---------- MATERIAL FOR THIS EXERCISE ----------
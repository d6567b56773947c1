//! # Store Error Types
//!
//! Error types for key/value store operations.
//!
//! ## Error Flow
//! ```text
//! ┌─────────────────────────────────────────────────────────────────────┐
//! │                      Error Propagation                              │
//! │                                                                     │
//! │  SQLite Error (sqlx::Error)                                         │
//! │       │                                                             │
//! │       ▼                                                             │
//! │  StoreError (this module) ← Adds context and categorization         │
//! │       │                                                             │
//! │       ▼                                                             │
//! │  Caller surfaces a user-facing message                              │
//! │                                                                     │
//! │  Exception: a stored blob that fails to parse is NOT an error.      │
//! │  Reads degrade to the caller's default and log a warning, so one    │
//! │  corrupt value can never wedge the whole application.               │
//! └─────────────────────────────────────────────────────────────────────┘
//! ```

use datatec_core::ValidationError;
use thiserror::Error;

/// Key/value store operation errors.
#[derive(Debug, Error)]
pub enum StoreError {
    /// Entity not found in a record list.
    ///
    /// ## When This Occurs
    /// - Converting from a document id that does not exist
    /// - A stale link after the source document was deleted
    #[error("{entity} not found: {id}")]
    NotFound { entity: &'static str, id: String },

    /// Database connection failed.
    ///
    /// ## When This Occurs
    /// - Database file doesn't exist and can't be created
    /// - File permissions issue
    /// - Disk full
    #[error("Connection failed: {0}")]
    ConnectionFailed(String),

    /// Migration failed.
    #[error("Migration failed: {0}")]
    MigrationFailed(String),

    /// Query execution failed.
    #[error("Query failed: {0}")]
    QueryFailed(String),

    /// A value could not be serialized for storage.
    ///
    /// Deserialization failures never surface here; reads fall back to
    /// defaults instead.
    #[error("Serialization failed: {0}")]
    Serialization(#[from] serde_json::Error),

    /// Save-time validation failure, surfaced to the user as-is.
    #[error("{0}")]
    Validation(#[from] ValidationError),

    /// Pool exhausted (all connections in use).
    #[error("Connection pool exhausted")]
    PoolExhausted,

    /// Internal store error.
    #[error("Internal store error: {0}")]
    Internal(String),
}

impl StoreError {
    /// Creates a NotFound error for a given entity type and id.
    pub fn not_found(entity: &'static str, id: impl Into<String>) -> Self {
        StoreError::NotFound {
            entity,
            id: id.into(),
        }
    }
}

/// Convert sqlx errors to StoreError.
///
/// ## Error Mapping
/// ```text
/// sqlx::Error::RowNotFound  → StoreError::NotFound
/// sqlx::Error::Database     → StoreError::QueryFailed
/// sqlx::Error::PoolTimedOut → StoreError::PoolExhausted
/// Other                     → StoreError::Internal
/// ```
impl From<sqlx::Error> for StoreError {
    fn from(err: sqlx::Error) -> Self {
        match err {
            sqlx::Error::RowNotFound => StoreError::NotFound {
                entity: "Record",
                id: "unknown".to_string(),
            },
            sqlx::Error::Database(db_err) => StoreError::QueryFailed(db_err.message().to_string()),
            sqlx::Error::PoolTimedOut => StoreError::PoolExhausted,
            sqlx::Error::PoolClosed => {
                StoreError::ConnectionFailed("Pool is closed".to_string())
            }
            _ => StoreError::Internal(err.to_string()),
        }
    }
}

impl From<sqlx::migrate::MigrateError> for StoreError {
    fn from(err: sqlx::migrate::MigrateError) -> Self {
        StoreError::MigrationFailed(err.to_string())
    }
}

/// Result type for store operations.
pub type StoreResult<T> = Result<T, StoreError>;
----------
TASK REQUIREMENTS: Among the records above, find each line holding the string "migrate" and pull it out.

SOLUTION FOR THIS PROBLEM:
impl From<sqlx::migrate::MigrateError> for StoreError {
    fn from(err: sqlx::migrate::MigrateError) -> Self {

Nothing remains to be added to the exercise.